Stored data entries:
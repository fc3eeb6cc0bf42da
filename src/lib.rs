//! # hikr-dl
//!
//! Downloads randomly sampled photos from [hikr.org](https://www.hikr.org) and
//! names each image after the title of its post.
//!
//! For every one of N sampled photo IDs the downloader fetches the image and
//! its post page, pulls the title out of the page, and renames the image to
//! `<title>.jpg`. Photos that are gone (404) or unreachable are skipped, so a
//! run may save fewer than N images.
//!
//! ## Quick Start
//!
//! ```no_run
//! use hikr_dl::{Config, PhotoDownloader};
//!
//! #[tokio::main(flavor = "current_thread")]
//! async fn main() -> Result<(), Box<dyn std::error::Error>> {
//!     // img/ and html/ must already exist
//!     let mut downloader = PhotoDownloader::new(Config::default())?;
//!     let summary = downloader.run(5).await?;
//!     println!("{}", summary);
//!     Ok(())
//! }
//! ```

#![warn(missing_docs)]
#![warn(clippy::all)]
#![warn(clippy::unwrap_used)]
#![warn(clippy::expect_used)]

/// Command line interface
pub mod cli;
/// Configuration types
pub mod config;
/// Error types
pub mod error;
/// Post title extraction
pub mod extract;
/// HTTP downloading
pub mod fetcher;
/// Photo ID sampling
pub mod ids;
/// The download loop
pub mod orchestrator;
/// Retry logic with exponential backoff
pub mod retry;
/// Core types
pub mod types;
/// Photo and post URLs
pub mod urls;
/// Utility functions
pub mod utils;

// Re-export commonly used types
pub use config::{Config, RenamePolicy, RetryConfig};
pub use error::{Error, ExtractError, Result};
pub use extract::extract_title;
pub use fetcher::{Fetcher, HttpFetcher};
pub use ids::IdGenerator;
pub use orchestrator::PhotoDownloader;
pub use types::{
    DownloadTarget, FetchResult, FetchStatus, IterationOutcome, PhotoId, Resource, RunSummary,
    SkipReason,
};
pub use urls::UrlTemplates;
* * *
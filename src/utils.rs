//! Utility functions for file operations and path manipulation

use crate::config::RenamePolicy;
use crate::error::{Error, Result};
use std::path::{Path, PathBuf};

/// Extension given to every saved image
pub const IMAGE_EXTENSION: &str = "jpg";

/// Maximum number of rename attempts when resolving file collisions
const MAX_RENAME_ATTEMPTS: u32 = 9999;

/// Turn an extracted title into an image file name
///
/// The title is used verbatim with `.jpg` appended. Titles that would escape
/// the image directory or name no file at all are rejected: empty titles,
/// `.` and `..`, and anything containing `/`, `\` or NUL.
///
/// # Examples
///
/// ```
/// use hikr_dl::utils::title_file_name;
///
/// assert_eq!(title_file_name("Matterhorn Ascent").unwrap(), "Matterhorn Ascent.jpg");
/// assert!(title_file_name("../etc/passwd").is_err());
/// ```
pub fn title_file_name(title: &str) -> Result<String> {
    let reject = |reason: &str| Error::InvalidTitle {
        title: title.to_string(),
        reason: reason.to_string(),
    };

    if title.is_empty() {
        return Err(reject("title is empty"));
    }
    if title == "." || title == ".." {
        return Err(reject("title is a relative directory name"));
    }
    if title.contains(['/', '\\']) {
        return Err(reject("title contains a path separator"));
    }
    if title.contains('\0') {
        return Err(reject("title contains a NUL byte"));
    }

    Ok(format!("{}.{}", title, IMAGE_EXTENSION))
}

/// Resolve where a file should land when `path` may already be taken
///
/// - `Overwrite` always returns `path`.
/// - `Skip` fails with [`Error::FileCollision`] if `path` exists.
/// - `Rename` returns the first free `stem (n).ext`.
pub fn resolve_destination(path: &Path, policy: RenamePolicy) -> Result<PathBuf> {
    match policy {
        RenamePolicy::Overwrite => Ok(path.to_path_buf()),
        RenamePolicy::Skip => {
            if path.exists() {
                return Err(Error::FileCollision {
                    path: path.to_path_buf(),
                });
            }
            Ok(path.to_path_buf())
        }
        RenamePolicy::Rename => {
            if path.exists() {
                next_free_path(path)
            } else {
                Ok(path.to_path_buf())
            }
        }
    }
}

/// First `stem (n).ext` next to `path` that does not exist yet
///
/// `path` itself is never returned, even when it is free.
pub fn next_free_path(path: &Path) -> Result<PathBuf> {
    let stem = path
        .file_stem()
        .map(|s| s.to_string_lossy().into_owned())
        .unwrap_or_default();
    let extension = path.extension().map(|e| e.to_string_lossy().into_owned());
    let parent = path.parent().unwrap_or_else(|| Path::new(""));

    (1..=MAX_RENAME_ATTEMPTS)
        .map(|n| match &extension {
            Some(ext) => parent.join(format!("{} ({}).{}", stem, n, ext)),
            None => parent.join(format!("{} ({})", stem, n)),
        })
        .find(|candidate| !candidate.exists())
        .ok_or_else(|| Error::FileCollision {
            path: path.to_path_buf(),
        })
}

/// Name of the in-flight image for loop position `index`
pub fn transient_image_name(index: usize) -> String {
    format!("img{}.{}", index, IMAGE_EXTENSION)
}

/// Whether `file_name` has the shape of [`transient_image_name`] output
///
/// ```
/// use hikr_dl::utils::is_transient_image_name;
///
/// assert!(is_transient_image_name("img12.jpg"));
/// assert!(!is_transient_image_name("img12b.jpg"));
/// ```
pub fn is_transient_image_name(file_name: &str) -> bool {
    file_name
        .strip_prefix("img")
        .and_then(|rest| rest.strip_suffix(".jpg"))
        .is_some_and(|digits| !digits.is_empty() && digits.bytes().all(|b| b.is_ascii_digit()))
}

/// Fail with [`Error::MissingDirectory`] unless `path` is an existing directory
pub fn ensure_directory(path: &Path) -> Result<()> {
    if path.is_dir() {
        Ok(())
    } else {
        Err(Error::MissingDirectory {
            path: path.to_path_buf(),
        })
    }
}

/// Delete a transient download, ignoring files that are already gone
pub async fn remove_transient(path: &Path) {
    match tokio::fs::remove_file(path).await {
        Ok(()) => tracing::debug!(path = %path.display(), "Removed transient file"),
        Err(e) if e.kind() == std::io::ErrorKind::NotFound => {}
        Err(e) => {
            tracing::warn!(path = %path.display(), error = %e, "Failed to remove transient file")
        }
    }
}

**ACTION ITEM**
The answer must be every line from the records above that contains the word "already", copied out.

**RESPONSE TO THIS EXERCISE**
//!     // img/ and html/ must already exist
/// Resolve where a file should land when `path` may already be taken
/// Delete a transient download, ignoring files that are already gone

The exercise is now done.